═════ Data provided

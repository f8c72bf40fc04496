use std::borrow::Cow;

use thiserror::Error;

/// An error around some option-setting, and the reason.
///
/// These are meant to be user-facing (e.g. explain why it's broken and what
/// to fix). For consistency, use _single quotes_ (e.g. `'bad'`) for
/// highlighting error values.
#[derive(Debug, Error, PartialEq, Eq)]
pub enum OptionError {
    #[error("Configuration file error: {0}")]
    Config(Cow<'static, str>),
    #[error("Argument error: {0}")]
    Argument(Cow<'static, str>),
    #[error("Error with the config file or the arguments: {0}")]
    Other(Cow<'static, str>),
}

impl OptionError {
    /// Create a new [`OptionError::Config`].
    pub(crate) fn config<R: Into<Cow<'static, str>>>(reason: R) -> Self {
        OptionError::Config(reason.into())
    }

    /// Create a new [`OptionError::Config`] for an invalid value.
    pub(crate) fn invalid_config_value(value: &str) -> Self {
        OptionError::Config(Cow::Owned(format!(
            "'{value}' was set with an invalid value, please update it in your config file."
        )))
    }

    /// Create a new [`OptionError::Argument`].
    pub(crate) fn arg<R: Into<Cow<'static, str>>>(reason: R) -> Self {
        OptionError::Argument(reason.into())
    }

    /// Create a new [`OptionError::Argument`] for an invalid value.
    pub(crate) fn invalid_arg_value(value: &str) -> Self {
        OptionError::Argument(Cow::Owned(format!(
            "'--{value}' was set with an invalid value, please update your arguments."
        )))
    }

    /// Create a new [`OptionError::Other`].
    pub(crate) fn other<R: Into<Cow<'static, str>>>(reason: R) -> Self {
        OptionError::Other(reason.into())
    }
}

pub type OptionResult<T> = Result<T, OptionError>;

impl From<toml_edit::de::Error> for OptionError {
    fn from(err: toml_edit::de::Error) -> Self {
        OptionError::Config(err.to_string().into())
    }
}

impl From<std::io::Error> for OptionError {
    fn from(err: std::io::Error) -> Self {
        OptionError::Other(err.to_string().into())
    }
}
//! File logging, for debugging. Only available with the `logging` feature;
//! otherwise the `log` macros used throughout the crate go nowhere.

/// Sends every record at or above `min_level` to the file at `path`.
#[cfg(feature = "logging")]
pub fn init_logger(
    min_level: log::LevelFilter, path: &std::path::Path,
) -> Result<(), fern::InitError> {
    fern::Dispatch::new()
        .format(|out, message, record| {
            // Local time isn't sound to query once other threads exist, so stick to UTC.
            let now = time::OffsetDateTime::now_utc();
            let timestamp = now
                .format(&time::macros::format_description!(
                    // "[[" escapes a single "[".
                    "[[[year]-[month]-[day]][[[hour]:[minute]:[second][subsecond digits:9]]"
                ))
                .unwrap_or_default();

            out.finish(format_args!(
                "{timestamp}[{}][{}] {message}",
                record.target(),
                record.level(),
            ))
        })
        .level(min_level)
        .chain(fern::log_file(path)?)
        .apply()?;

    Ok(())
}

══════════

*What is required:* For every line above that includes the word "impl", return the line.

*Answer section:*
impl OptionError {
impl From<toml_edit::de::Error> for OptionError {
impl From<std::io::Error> for OptionError {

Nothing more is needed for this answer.